A nurse is caring for a client who requires a crisis intervention for acute anxiety. Which of the following nursing actions is the highest priority?
- A. Determining the cause of the client's anxiety
- B. Identifying the client's coping skills
- C. Protecting the client from injury to himself
- D. Ensuring that the client feels safe
Correct Answer: C
Rationale: The correct answer is C: Protecting the client from injury to himself. This is the highest priority because during a crisis intervention for acute anxiety, the client may be at risk of harming themselves. Ensuring their safety is crucial before addressing other needs. Option A is important but not the highest priority in this acute situation. Option B is relevant but not as urgent as ensuring safety. Option D is also important, but physical safety takes precedence over emotional safety.
A nurse is teaching a client who has septic shock about the development of disseminated intravascular coagulation (DIC). Which of the following statements should the nurse make?
- A. DIC is characterized by an elevated platelet count.
- B. DIC is caused by abnormal coagulation involving fibrinogen.
- C. DIC is controllable with lifelong heparin usage.
- D. DIC is a genetic disorder involving a vitamin K deficiency.
Correct Answer: B
Rationale: Correct Answer: B - DIC is caused by abnormal coagulation involving fibrinogen.
Rationale: DIC is a complex disorder characterized by widespread activation of coagulation leading to both excessive clot formation and consumption of clotting factors, including fibrinogen. This results in abnormal coagulation and fibrinolysis, leading to both bleeding and clotting throughout the body. Elevated platelet count is not a feature of DIC; instead, platelets are consumed in the process. Lifelong heparin usage is not a standard treatment for DIC, as it is a condition that requires specific management based on the underlying cause. DIC is not a genetic disorder but rather an acquired condition often triggered by severe infections, sepsis, trauma, or other critical illnesses. Vitamin K deficiency is associated with certain clotting factor deficiencies but is not the primary cause of DIC.

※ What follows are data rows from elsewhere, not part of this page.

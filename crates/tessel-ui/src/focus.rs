//! Focus management and keyboard navigation.
//!
//! A [`FocusManager`] owns keyboard focus for one container subtree. Managers
//! are kept on a [`FocusStack`]; only the topmost one is active. Pushing a
//! manager scoped to a modal pop-up therefore traps Tab navigation inside
//! that pop-up until its manager is removed again.
//!
//! # Example
//!
//! ```
//! use tessel_core::geometry::Size;
//! use tessel_ui::focus::FocusStack;
//! use tessel_ui::scene::{Container, SceneGraph};
//!
//! let mut scene = SceneGraph::new(Size::new(800.0, 600.0));
//! let mut stack = FocusStack::new(scene.root());
//!
//! let dialog = scene.create(Container::new());
//! scene.add_child(scene.root(), dialog).unwrap();
//! let scope = stack.push(dialog);
//! assert_eq!(stack.active().map(|m| m.root()), Some(dialog));
//!
//! stack.remove(scope);
//! assert_eq!(stack.active().map(|m| m.root()), Some(scene.root()));
//! ```

use crate::scene::{NodeId, SceneGraph};

/// Focus navigation direction.
#[derive(Debug, Clone, Copy, PartialEq, Eq)]
pub enum FocusDirection {
    /// Move focus forward (Tab)
    Next,
    /// Move focus backward (Shift+Tab)
    Previous,
}

/// Focus event indicating a change in focus state.
#[derive(Debug, Clone, Copy, PartialEq, Eq)]
pub enum FocusEvent {
    /// Node gained focus
    Gained(NodeId),
    /// Node lost focus
    Lost(NodeId),
}

/// Identifies one manager on the focus stack.
#[derive(Debug, Clone, Copy, PartialEq, Eq, Hash)]
pub struct FocusScopeId(pub u64);

impl FocusScopeId {
    pub const ROOT: Self = Self(0);
}

/// Keyboard focus for the focusable descendants of one container.
#[derive(Debug)]
pub struct FocusManager {
    scope: FocusScopeId,
    root: NodeId,
    focused: Option<NodeId>,
    events: Vec<FocusEvent>,
}

impl FocusManager {
    pub fn new(scope: FocusScopeId, root: NodeId) -> Self {
        Self {
            scope,
            root,
            focused: None,
            events: Vec::new(),
        }
    }

    pub fn scope(&self) -> FocusScopeId {
        self.scope
    }

    /// The container this manager is scoped to.
    pub fn root(&self) -> NodeId {
        self.root
    }

    pub fn focused(&self) -> Option<NodeId> {
        self.focused
    }

    pub fn is_focused(&self, node: NodeId) -> bool {
        self.focused == Some(node)
    }

    /// Focusable, visible descendants of the root in tree order.
    pub fn focusable_nodes(&self, scene: &SceneGraph) -> Vec<NodeId> {
        scene
            .descendants(self.root)
            .into_iter()
            .filter(|id| {
                scene.is_visible(*id) && scene.object(*id).is_some_and(|o| o.is_focusable())
            })
            .collect()
    }

    /// Focus a specific node. Fails for nodes outside this manager's scope.
    pub fn set_focus(&mut self, scene: &SceneGraph, node: NodeId) -> bool {
        if !self.focusable_nodes(scene).contains(&node) {
            return false;
        }
        self.focus_node(node);
        true
    }

    pub fn clear_focus(&mut self) {
        if let Some(old) = self.focused.take() {
            self.events.push(FocusEvent::Lost(old));
        }
    }

    /// Move focus to the next focusable node (Tab).
    pub fn focus_next(&mut self, scene: &SceneGraph) {
        self.navigate(scene, FocusDirection::Next);
    }

    /// Move focus to the previous focusable node (Shift+Tab).
    pub fn focus_previous(&mut self, scene: &SceneGraph) {
        self.navigate(scene, FocusDirection::Previous);
    }

    /// Navigate focus, wrapping around at either end.
    pub fn navigate(&mut self, scene: &SceneGraph, direction: FocusDirection) {
        let nodes = self.focusable_nodes(scene);
        if nodes.is_empty() {
            self.clear_focus();
            return;
        }

        let count = nodes.len();
        let current = self
            .focused
            .and_then(|focused| nodes.iter().position(|n| *n == focused));
        let next = match (direction, current) {
            (FocusDirection::Next, Some(idx)) => (idx + 1) % count,
            (FocusDirection::Next, None) => 0,
            (FocusDirection::Previous, Some(idx)) => (idx + count - 1) % count,
            (FocusDirection::Previous, None) => count - 1,
        };
        self.focus_node(nodes[next]);
    }

    /// Pop all pending focus events.
    pub fn pop_events(&mut self) -> Vec<FocusEvent> {
        std::mem::take(&mut self.events)
    }

    fn focus_node(&mut self, node: NodeId) {
        if self.focused == Some(node) {
            return;
        }
        if let Some(old) = self.focused.replace(node) {
            self.events.push(FocusEvent::Lost(old));
        }
        self.events.push(FocusEvent::Gained(node));
    }
}

/// Stack of focus managers; the topmost is the active one.
#[derive(Debug)]
pub struct FocusStack {
    managers: Vec<FocusManager>,
    next_scope: u64,
}

impl FocusStack {
    /// Create a stack whose base manager covers the whole stage.
    pub fn new(stage_root: NodeId) -> Self {
        Self {
            managers: vec![FocusManager::new(FocusScopeId::ROOT, stage_root)],
            next_scope: 1,
        }
    }

    /// Push a manager scoped to `root`, making it active.
    pub fn push(&mut self, root: NodeId) -> FocusScopeId {
        let scope = FocusScopeId(self.next_scope);
        self.next_scope += 1;
        tracing::debug!("pushing focus scope {:?} for {:?}", scope, root);
        self.managers.push(FocusManager::new(scope, root));
        scope
    }

    /// Remove the manager for `scope`, wherever it sits in the stack.
    ///
    /// Removing the active manager re-activates the one beneath it. The base
    /// manager cannot be removed.
    pub fn remove(&mut self, scope: FocusScopeId) -> Option<FocusManager> {
        if scope == FocusScopeId::ROOT {
            return None;
        }
        let index = self.managers.iter().position(|m| m.scope == scope)?;
        tracing::debug!("removing focus scope {:?}", scope);
        Some(self.managers.remove(index))
    }

    pub fn active(&self) -> Option<&FocusManager> {
        self.managers.last()
    }

    pub fn active_mut(&mut self) -> Option<&mut FocusManager> {
        self.managers.last_mut()
    }

    pub fn get(&self, scope: FocusScopeId) -> Option<&FocusManager> {
        self.managers.iter().find(|m| m.scope == scope)
    }

    pub fn contains(&self, scope: FocusScopeId) -> bool {
        self.get(scope).is_some()
    }

    /// Number of managers, including the base one.
    pub fn len(&self) -> usize {
        self.managers.len()
    }

    pub fn is_empty(&self) -> bool {
        self.managers.is_empty()
    }
}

A nurse is caring for a client diagnosed with schizophrenia. The client states,Did you know that I am engaged to the Prince of England? The nurse should document that the client is experiencing which of the following types of delusions?
- A. Persecution
- B. Erotomanic
- C. Somatic
- D. Control
Correct Answer: B
Rationale: The correct answer is B: Erotomanic delusion. This type of delusion involves the false belief that someone, typically of higher status or unreachable, is in love with the individual. In this case, the client believes they are engaged to the Prince of England, indicating an erotomanic delusion. Choice A: Persecution delusion involves believing one is being targeted or mistreated. Choice C: Somatic delusion involves beliefs about bodily functions. Choice D: Control delusion involves beliefs about external control. These are not applicable in the scenario described.